Saved entries:
============

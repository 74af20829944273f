//! Consolidates a folder of SpecWin Pro `.ISD` emission spectra, one per LED
//! drive current, into a wavelength-aligned table, a chosen subset of
//! currents, and the outputs built from them.

pub mod config;
pub mod data;
pub mod export;
pub mod pipeline;
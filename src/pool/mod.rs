//! Operator tooling for the shared proxy pool.
//!
//! # Responsibilities
//! - Add single entries and bulk-import pool files (TOML or JSON)
//! - Enable/disable entries
//! - Report capacity and load
//!
//! Operators never touch `current_users`; only the allocator does.

pub mod import;
pub mod operator;
pub mod types;

pub use operator::PoolOperator;
pub use types::{PoolError, PoolStats};
//! Configuration schema definitions.
//!
//! This module defines the complete configuration structure for the service.
//! All types derive Serde traits for deserialization from config files.

use serde::{Deserialize, Serialize};

use crate::allocator::GatewayEndpoint;

/// Root configuration for the allocation service.
#[derive(Debug, Clone, Deserialize, Serialize, Default)]
#[serde(default)]
pub struct ServiceConfig {
    /// API listener configuration.
    pub listener: ListenerConfig,

    /// Gateway endpoint advertised to users and the port sequence base.
    pub gateway: GatewayConfig,

    /// State persistence.
    pub storage: StorageConfig,

    /// Timeout configuration.
    pub timeouts: TimeoutConfig,

    /// Observability settings.
    pub observability: ObservabilityConfig,

    #[serde(default)]
    pub admin: AdminConfig,

    #[serde(default)]
    pub security: SecurityConfig,
}

/// Listener configuration.
#[derive(Debug, Clone, Deserialize, Serialize)]
#[serde(default)]
pub struct ListenerConfig {
    /// Bind address (e.g., "0.0.0.0:8000").
    pub bind_address: String,
}

impl Default for ListenerConfig {
    fn default() -> Self {
        Self {
            bind_address: "0.0.0.0:8000".to_string(),
        }
    }
}

/// Gateway configuration.
#[derive(Debug, Clone, Deserialize, Serialize)]
#[serde(default)]
pub struct GatewayConfig {
    /// Public host name or IP users connect to.
    pub public_address: String,

    /// The single port the gateway actually listens on.
    pub listen_port: u16,

    /// First virtual port handed out when no allocation exists yet.
    pub base_port: u16,
}

impl Default for GatewayConfig {
    fn default() -> Self {
        Self {
            public_address: "localhost".to_string(),
            listen_port: 8080,
            base_port: 10_000,
        }
    }
}

impl GatewayConfig {
    pub fn endpoint(&self) -> GatewayEndpoint {
        GatewayEndpoint {
            address: self.public_address.clone(),
            listen_port: self.listen_port,
        }
    }
}

/// Persistence configuration.
#[derive(Debug, Clone, Deserialize, Serialize, Default)]
#[serde(default)]
pub struct StorageConfig {
    /// JSON state file. In-memory only when unset.
    pub state_path: Option<String>,

    /// Write the state file after every committed transaction.
    pub autosave: bool,
}

/// Timeout configuration.
#[derive(Debug, Clone, Deserialize, Serialize)]
#[serde(default)]
pub struct TimeoutConfig {
    /// Request timeout in seconds.
    pub request_secs: u64,
}

impl Default for TimeoutConfig {
    fn default() -> Self {
        Self { request_secs: 30 }
    }
}

/// Observability configuration.
#[derive(Debug, Clone, Deserialize, Serialize)]
#[serde(default)]
pub struct ObservabilityConfig {
    /// Log level (trace, debug, info, warn, error).
    pub log_level: String,

    /// Enable metrics endpoint.
    pub metrics_enabled: bool,

    /// Metrics endpoint bind address.
    pub metrics_address: String,
}

impl Default for ObservabilityConfig {
    fn default() -> Self {
        Self {
            log_level: "info".to_string(),
            metrics_enabled: false,
            metrics_address: "0.0.0.0:9090".to_string(),
        }
    }
}

/// Admin API configuration.
#[derive(Debug, Clone, Deserialize, Serialize)]
#[serde(default)]
pub struct AdminConfig {
    /// Mount the admin routes.
    pub enabled: bool,

    /// API key for authentication (Bearer token).
    pub api_key: String,
}

impl Default for AdminConfig {
    fn default() -> Self {
        Self {
            enabled: false,
            // WARNING: This is a placeholder! Change this in production.
            api_key: "CHANGE_ME_IN_PRODUCTION".to_string(),
        }
    }
}

/// Security hardening configuration.
#[derive(Debug, Clone, Deserialize, Serialize)]
#[serde(default)]
pub struct SecurityConfig {
    /// Maximum body size in bytes.
    pub max_body_size: usize,
}

impl Default for SecurityConfig {
    fn default() -> Self {
        Self {
            max_body_size: 2 * 1024 * 1024, // 2MB
        }
    }
}
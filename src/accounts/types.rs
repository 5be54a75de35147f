//! Account types and errors.

use chrono::{DateTime, Utc};
use serde::{Deserialize, Serialize};
use thiserror::Error;

use crate::model::{Subscription, User};
use crate::plans::PlanTier;

/// Errors from account operations.
#[derive(Debug, Clone, PartialEq, Eq, Error)]
pub enum AccountError {
    #[error("Invalid input: {0}")]
    InvalidInput(String),

    #[error("Username already taken")]
    UsernameTaken,

    #[error("Email already registered")]
    EmailTaken,

    #[error("User {0} not found")]
    UnknownUser(u64),

    #[error("Invalid API key")]
    InvalidApiKey,

    #[error("User account is disabled")]
    UserInactive,
}

/// Registration request.
#[derive(Debug, Clone, Serialize, Deserialize)]
pub struct NewUser {
    pub username: String,
    pub email: String,
}

/// Public view of a user. Includes the API key, so only ever returned to
/// the user themselves.
#[derive(Debug, Clone, Serialize, Deserialize)]
pub struct UserProfile {
    pub id: u64,
    pub username: String,
    pub email: String,
    pub api_key: String,
    pub created_at: DateTime<Utc>,
}

impl From<&User> for UserProfile {
    fn from(user: &User) -> Self {
        Self {
            id: user.id,
            username: user.username.clone(),
            email: user.email.clone(),
            api_key: user.api_key.clone(),
            created_at: user.created_at,
        }
    }
}

/// Dashboard numbers for one user.
#[derive(Debug, Clone, Serialize, Deserialize)]
pub struct UserStats {
    pub plan: PlanTier,
    pub allocated_proxies_limit: u32,
    pub allocated_proxies_count: u32,
    pub remaining_proxies: u32,
    pub proxy_usage_percent: f64,
    pub data_limit_gb: f64,
    pub data_used_gb: f64,
    pub concurrent_connections: u32,
    pub expires_at: DateTime<Utc>,
    pub is_expired: bool,
}

impl UserStats {
    pub fn from_subscription(sub: &Subscription, now: DateTime<Utc>) -> Self {
        Self {
            plan: sub.plan,
            allocated_proxies_limit: sub.allocated_proxies_limit,
            allocated_proxies_count: sub.allocated_proxies_count,
            remaining_proxies: sub.remaining_proxies(),
            proxy_usage_percent: sub.proxy_usage_percent(),
            data_limit_gb: sub.data_limit_gb,
            data_used_gb: sub.data_used_gb,
            concurrent_connections: sub.concurrent_connections,
            expires_at: sub.expires_at,
            is_expired: sub.is_expired_at(now),
        }
    }
}
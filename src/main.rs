use clap::Parser;
use std::path::PathBuf;
use tokio::net::TcpListener;
use tokio::sync::mpsc;

use proxyflow::config::{load_config, watcher::ConfigWatcher, ServiceConfig};
use proxyflow::lifecycle::signals::shutdown_on_signal;
use proxyflow::observability::{logging, metrics};
use proxyflow::{HttpServer, Shutdown};

#[derive(Parser)]
#[command(name = "proxyflow")]
#[command(about = "Proxy pool allocation service", version)]
struct Args {
    /// TOML config file. Defaults are used when omitted.
    #[arg(short, long)]
    config: Option<PathBuf>,
}

#[tokio::main]
async fn main() -> Result<(), Box<dyn std::error::Error>> {
    let args = Args::parse();

    let config = match &args.config {
        Some(path) => load_config(path)?,
        None => ServiceConfig::default(),
    };

    logging::init_logging(&config.observability.log_level);
    tracing::info!(version = env!("CARGO_PKG_VERSION"), "proxyflow starting");
    tracing::info!(
        bind_address = %config.listener.bind_address,
        gateway = %config.gateway.public_address,
        state_path = ?config.storage.state_path,
        admin_enabled = config.admin.enabled,
        "Configuration loaded"
    );

    if config.observability.metrics_enabled {
        match config.observability.metrics_address.parse() {
            Ok(addr) => metrics::init_metrics(addr),
            Err(_) => tracing::error!(
                metrics_address = %config.observability.metrics_address,
                "Failed to parse metrics address"
            ),
        }
    }

    let listener = TcpListener::bind(&config.listener.bind_address).await?;
    let server = HttpServer::new(config)?;

    // The watcher handle must outlive the server; dropping it stops the watch.
    let (_watcher, config_updates) = match &args.config {
        Some(path) => {
            let (watcher, rx) = ConfigWatcher::new(path);
            (Some(watcher.run()?), rx)
        }
        None => {
            let (_tx, rx) = mpsc::unbounded_channel();
            (None, rx)
        }
    };

    let shutdown = Shutdown::new();
    tokio::spawn(shutdown_on_signal(shutdown.clone()));

    server.run(listener, config_updates, shutdown.subscribe()).await?;

    tracing::info!("Shutdown complete");
    Ok(())
}
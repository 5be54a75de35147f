//! Shared upstream proxy entries.

use chrono::{DateTime, Utc};
use serde::{Deserialize, Serialize};
use std::fmt;
use std::str::FromStr;

/// Kind of upstream proxy.
#[derive(Debug, Clone, Copy, PartialEq, Eq, Hash, PartialOrd, Ord, Serialize, Deserialize)]
#[serde(rename_all = "snake_case")]
pub enum ProxyType {
    Residential,
    Datacenter,
    Mobile,
    Isp,
}

impl ProxyType {
    pub fn as_str(&self) -> &'static str {
        match self {
            ProxyType::Residential => "residential",
            ProxyType::Datacenter => "datacenter",
            ProxyType::Mobile => "mobile",
            ProxyType::Isp => "isp",
        }
    }
}

impl fmt::Display for ProxyType {
    fn fmt(&self, f: &mut fmt::Formatter<'_>) -> fmt::Result {
        f.write_str(self.as_str())
    }
}

impl FromStr for ProxyType {
    type Err = String;

    fn from_str(s: &str) -> Result<Self, Self::Err> {
        match s.trim().to_ascii_lowercase().as_str() {
            "residential" => Ok(ProxyType::Residential),
            "datacenter" => Ok(ProxyType::Datacenter),
            "mobile" => Ok(ProxyType::Mobile),
            "isp" => Ok(ProxyType::Isp),
            other => Err(format!("unknown proxy type '{}'", other)),
        }
    }
}

/// One upstream proxy that can be shared by up to `max_users` users.
///
/// Invariant: `current_users <= max_users`.
#[derive(Debug, Clone, Serialize, Deserialize)]
pub struct ProxyPoolEntry {
    pub id: u64,
    pub proxy_type: ProxyType,
    pub ip_address: String,
    pub port: u16,
    pub country: Option<String>,
    pub city: Option<String>,
    pub is_active: bool,
    /// Capacity: how many users may be bound to this entry.
    pub max_users: u32,
    /// Current load.
    pub current_users: u32,
    pub last_used: Option<DateTime<Utc>>,
    pub success_rate: f64,
    /// Credentials for the upstream proxy itself, if it requires auth.
    #[serde(default)]
    pub proxy_username: Option<String>,
    #[serde(default)]
    pub proxy_password: Option<String>,
}

impl ProxyPoolEntry {
    /// Build a stored entry from operator input.
    pub fn from_new(id: u64, new: NewPoolEntry) -> Self {
        Self {
            id,
            proxy_type: new.proxy_type,
            ip_address: new.ip_address,
            port: new.port,
            country: new.country,
            city: new.city,
            is_active: new.is_active,
            max_users: new.max_users,
            current_users: 0,
            last_used: None,
            success_rate: 100.0,
            proxy_username: new.proxy_username,
            proxy_password: new.proxy_password,
        }
    }

    /// Active and below capacity.
    pub fn is_available(&self) -> bool {
        self.is_active && self.current_users < self.max_users
    }

    /// Remaining slots, zero when inactive.
    pub fn free_slots(&self) -> u32 {
        if self.is_active {
            self.max_users.saturating_sub(self.current_users)
        } else {
            0
        }
    }

    /// Bind one more user to this entry.
    ///
    /// Returns false (and changes nothing) if the entry is not available.
    pub fn occupy(&mut self, now: DateTime<Utc>) -> bool {
        if !self.is_available() {
            return false;
        }
        self.current_users += 1;
        self.last_used = Some(now);
        true
    }

    /// `ip:port` of the upstream.
    pub fn upstream_addr(&self) -> String {
        format!("{}:{}", self.ip_address, self.port)
    }
}

/// Operator-supplied description of a new pool entry.
#[derive(Debug, Clone, Serialize, Deserialize)]
pub struct NewPoolEntry {
    pub proxy_type: ProxyType,
    pub ip_address: String,
    pub port: u16,
    #[serde(default = "default_country")]
    pub country: Option<String>,
    #[serde(default)]
    pub city: Option<String>,
    #[serde(default = "default_max_users")]
    pub max_users: u32,
    #[serde(default = "default_active")]
    pub is_active: bool,
    #[serde(default)]
    pub proxy_username: Option<String>,
    #[serde(default)]
    pub proxy_password: Option<String>,
}

impl NewPoolEntry {
    /// Entry with defaults for everything but type and address.
    pub fn new(proxy_type: ProxyType, ip_address: impl Into<String>, port: u16) -> Self {
        Self {
            proxy_type,
            ip_address: ip_address.into(),
            port,
            country: default_country(),
            city: None,
            max_users: default_max_users(),
            is_active: true,
            proxy_username: None,
            proxy_password: None,
        }
    }

    pub fn with_max_users(mut self, max_users: u32) -> Self {
        self.max_users = max_users;
        self
    }

    pub fn with_location(mut self, country: impl Into<String>, city: Option<String>) -> Self {
        self.country = Some(country.into());
        self.city = city;
        self
    }

    /// Check the fields an operator can get wrong.
    pub fn validate(&self) -> Result<(), String> {
        if self.ip_address.trim().is_empty() {
            return Err("ip_address must not be empty".to_string());
        }
        if self.port == 0 {
            return Err("port must be non-zero".to_string());
        }
        if self.max_users == 0 {
            return Err("max_users must be at least 1".to_string());
        }
        Ok(())
    }
}

fn default_country() -> Option<String> {
    Some("US".to_string())
}

fn default_max_users() -> u32 {
    10
}

fn default_active() -> bool {
    true
}
//! User accounts and their subscriptions.

pub mod registry;
pub mod types;

pub use registry::Accounts;
pub use types::{AccountError, NewUser, UserProfile, UserStats};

============

INSTRUCTIONS TO FOLLOW — Find the number of lines in the records that include the word "tracing". Write only that number.

ANSWER FOR THIS EXERCISE — 4